Supplied data:
>>>

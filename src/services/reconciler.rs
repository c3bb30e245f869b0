use std::sync::Arc;

use anyhow::Context;
use chrono::Utc;
use rusqlite::{Connection, TransactionBehavior};

use crate::db::queries;
use crate::models::payment::METHOD_CARD;
use crate::models::{Payment, PaymentStatus, Reservation, ReservationStatus};
use crate::services::availability;
use crate::services::checkout::{BookingMetadata, MetadataError};
use crate::services::notifications::{self, ConfirmationNotice};
use crate::services::payments::events::{CompletedCheckout, PaymentEvent};
use crate::state::AppState;

#[derive(Debug, thiserror::Error)]
pub enum ReconcileError {
    /// The event can never be applied. Safe to drop.
    #[error("malformed checkout metadata: {0}")]
    Malformed(#[from] MetadataError),

    /// Storage failed mid-way; the transaction was rolled back.
    #[error("reconciliation storage error: {0:#}")]
    Storage(#[from] anyhow::Error),
}

#[derive(Debug)]
pub enum Outcome {
    /// The reservation became confirmed by this event.
    Confirmed(ConfirmationNotice),
    /// A previous delivery already confirmed it. Nothing was written.
    AlreadyConfirmed { reservation_id: String },
    /// The reservation is in a state payments may not touch.
    Skipped {
        reservation_id: String,
        status: ReservationStatus,
    },
    /// The session completed but no money was captured yet.
    AwaitingPayment,
}

/// Applies a successful checkout exactly once per session token.
///
/// Runs in one IMMEDIATE transaction so the user upsert, the reservation
/// write and the payment insert land together or not at all, and so that a
/// concurrent duplicate delivery sees the committed result.
pub fn apply_checkout_completed(
    conn: &mut Connection,
    checkout: &CompletedCheckout,
) -> Result<Outcome, ReconcileError> {
    let token = checkout.session_token.as_str();
    if !checkout.paid {
        return Ok(Outcome::AwaitingPayment);
    }

    let tx = conn
        .transaction_with_behavior(TransactionBehavior::Immediate)
        .context("failed to begin reconcile transaction")?;

    let existing = queries::get_reservation_by_token(&tx, token)?;
    match &existing {
        Some(r) if r.status == ReservationStatus::Confirmed => {
            return Ok(Outcome::AlreadyConfirmed {
                reservation_id: r.id.clone(),
            });
        }
        Some(r) if r.status == ReservationStatus::Cancelled => {
            return Ok(Outcome::Skipped {
                reservation_id: r.id.clone(),
                status: r.status,
            });
        }
        _ => {}
    }

    let metadata = BookingMetadata::decode(&checkout.metadata, checkout.customer_email.as_deref())?;
    let vehicle = queries::get_vehicle(&tx, metadata.car_id)?
        .ok_or(MetadataError::UnknownVehicle(metadata.car_id))?;

    let plan = match metadata.insurance_id {
        Some(id) => {
            let plan = queries::get_insurance_plan(&tx, id)?;
            if plan.is_none() {
                tracing::warn!(session_id = %token, insurance_id = id, "unknown insurance plan in metadata");
            }
            plan
        }
        None => None,
    };

    if availability::has_conflict(&tx, vehicle.id, &metadata.pickup, &metadata.dropoff, Some(token))? {
        // Money is already captured, so the booking stands and staff must resolve it.
        tracing::warn!(
            session_id = %token,
            vehicle_id = vehicle.id,
            "confirmed reservation overlaps another active reservation"
        );
    }

    let user = queries::upsert_user(
        &tx,
        &metadata.driver_email,
        metadata.driver_name.as_deref(),
        metadata.driver_phone.as_deref(),
    )?;

    let now = Utc::now().naive_utc();
    let reservation = Reservation {
        id: existing
            .as_ref()
            .map(|r| r.id.clone())
            .unwrap_or_else(|| uuid::Uuid::new_v4().to_string()),
        user_id: user.id,
        vehicle_id: vehicle.id,
        insurance_plan_id: plan.as_ref().map(|p| p.id),
        start_at: metadata.pickup,
        end_at: metadata.dropoff,
        total_cost_cents: checkout.amount_total_cents,
        session_token: token.to_string(),
        status: ReservationStatus::Confirmed,
        created_at: now,
        updated_at: now,
    };

    let written = if existing.is_some() {
        queries::confirm_reservation(&tx, &reservation)?
    } else {
        queries::insert_reservation(&tx, &reservation)?
    };
    if !written {
        return Err(anyhow::anyhow!("reservation for session {token} changed during reconciliation").into());
    }

    queries::insert_payment(
        &tx,
        &Payment {
            id: uuid::Uuid::new_v4().to_string(),
            reservation_id: reservation.id.clone(),
            amount_cents: checkout.amount_total_cents,
            status: PaymentStatus::Paid,
            method: METHOD_CARD.to_string(),
            transaction_ref: checkout.payment_reference.clone(),
            paid_at: Some(now),
        },
    )?;

    tx.commit().context("failed to commit reconcile transaction")?;

    let insurance_title = plan.map(|p| p.title).or(metadata.insurance_title);
    Ok(Outcome::Confirmed(ConfirmationNotice {
        reservation_id: reservation.id,
        customer_email: metadata.driver_email,
        customer_name: metadata.driver_name,
        car_name: metadata.car_name.unwrap_or_else(|| vehicle.display_name()),
        insurance_title,
        pickup_location: metadata.pickup_location,
        dropoff_location: metadata.dropoff_location,
        pickup: metadata.pickup,
        dropoff: metadata.dropoff,
        total_cents: checkout.amount_total_cents,
    }))
}

/// Marks a pending reservation failed. Confirmed, cancelled and unknown
/// tokens are left alone. Returns whether anything changed.
pub fn apply_failure(conn: &Connection, session_token: &str) -> anyhow::Result<bool> {
    queries::fail_reservation(conn, session_token)
}

/// Entry point for verified webhook events. Never fails: every error is
/// logged so the webhook can still acknowledge the delivery.
pub async fn handle_event(state: &Arc<AppState>, event: PaymentEvent) {
    match event {
        PaymentEvent::CheckoutCompleted(checkout) => handle_completed(state, &checkout),
        PaymentEvent::PaymentFailed {
            payment_intent,
            session_hint,
        } => {
            let token = match session_hint {
                Some(token) => Some(token),
                None => match state
                    .payments
                    .find_session_for_payment_intent(&payment_intent)
                    .await
                {
                    Ok(token) => token,
                    Err(e) => {
                        tracing::warn!(
                            error = %e,
                            payment_intent = %payment_intent,
                            "failed to resolve session for payment intent"
                        );
                        None
                    }
                },
            };

            match token {
                Some(token) => mark_failed(state, &token, "payment_intent.payment_failed"),
                None => tracing::warn!(
                    payment_intent = %payment_intent,
                    "payment failed for unknown session"
                ),
            }
        }
        PaymentEvent::SessionExpired { session_token } => {
            mark_failed(state, &session_token, "checkout.session.expired")
        }
        PaymentEvent::AsyncPaymentFailed { session_token } => {
            mark_failed(state, &session_token, "checkout.session.async_payment_failed")
        }
        PaymentEvent::Ignored { kind } => {
            tracing::debug!(event_type = %kind, "ignoring payment event");
        }
    }
}

fn handle_completed(state: &Arc<AppState>, checkout: &CompletedCheckout) {
    let token = checkout.session_token.as_str();
    let outcome = {
        let mut db = state.db();
        apply_checkout_completed(&mut db, checkout)
    };

    match outcome {
        Ok(Outcome::Confirmed(notice)) => {
            tracing::info!(
                session_id = %token,
                reservation_id = %notice.reservation_id,
                amount_cents = notice.total_cents,
                "reservation confirmed"
            );
            let state = Arc::clone(state);
            tokio::spawn(async move {
                notifications::send_confirmation(&state, &notice).await;
            });
        }
        Ok(Outcome::AlreadyConfirmed { reservation_id }) => {
            tracing::info!(
                session_id = %token,
                reservation_id = %reservation_id,
                "duplicate checkout completion ignored"
            );
        }
        Ok(Outcome::Skipped {
            reservation_id,
            status,
        }) => {
            tracing::warn!(
                session_id = %token,
                reservation_id = %reservation_id,
                status = status.as_str(),
                "checkout completed for a reservation that cannot be confirmed"
            );
        }
        Ok(Outcome::AwaitingPayment) => {
            tracing::info!(session_id = %token, "checkout completed without captured payment, leaving pending");
        }
        Err(ReconcileError::Malformed(e)) => {
            tracing::warn!(session_id = %token, error = %e, "dropping malformed checkout event");
        }
        Err(e @ ReconcileError::Storage(_)) => {
            tracing::error!(session_id = %token, error = %e, "failed to reconcile checkout");
        }
    }
}

fn mark_failed(state: &AppState, session_token: &str, event_type: &str) {
    let result = {
        let db = state.db();
        apply_failure(&db, session_token)
    };

    match result {
        Ok(true) => tracing::info!(
            session_id = %session_token,
            event_type = %event_type,
            "reservation marked failed"
        ),
        Ok(false) => tracing::info!(
            session_id = %session_token,
            event_type = %event_type,
            "no pending reservation to fail"
        ),
        Err(e) => tracing::error!(
            session_id = %session_token,
            event_type = %event_type,
            error = %e,
            "failed to mark reservation failed"
        ),
    }
}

<<<

Prompt:
Count how many lines of the data include the word "user". Your reply should be that number alone.

Response below:
3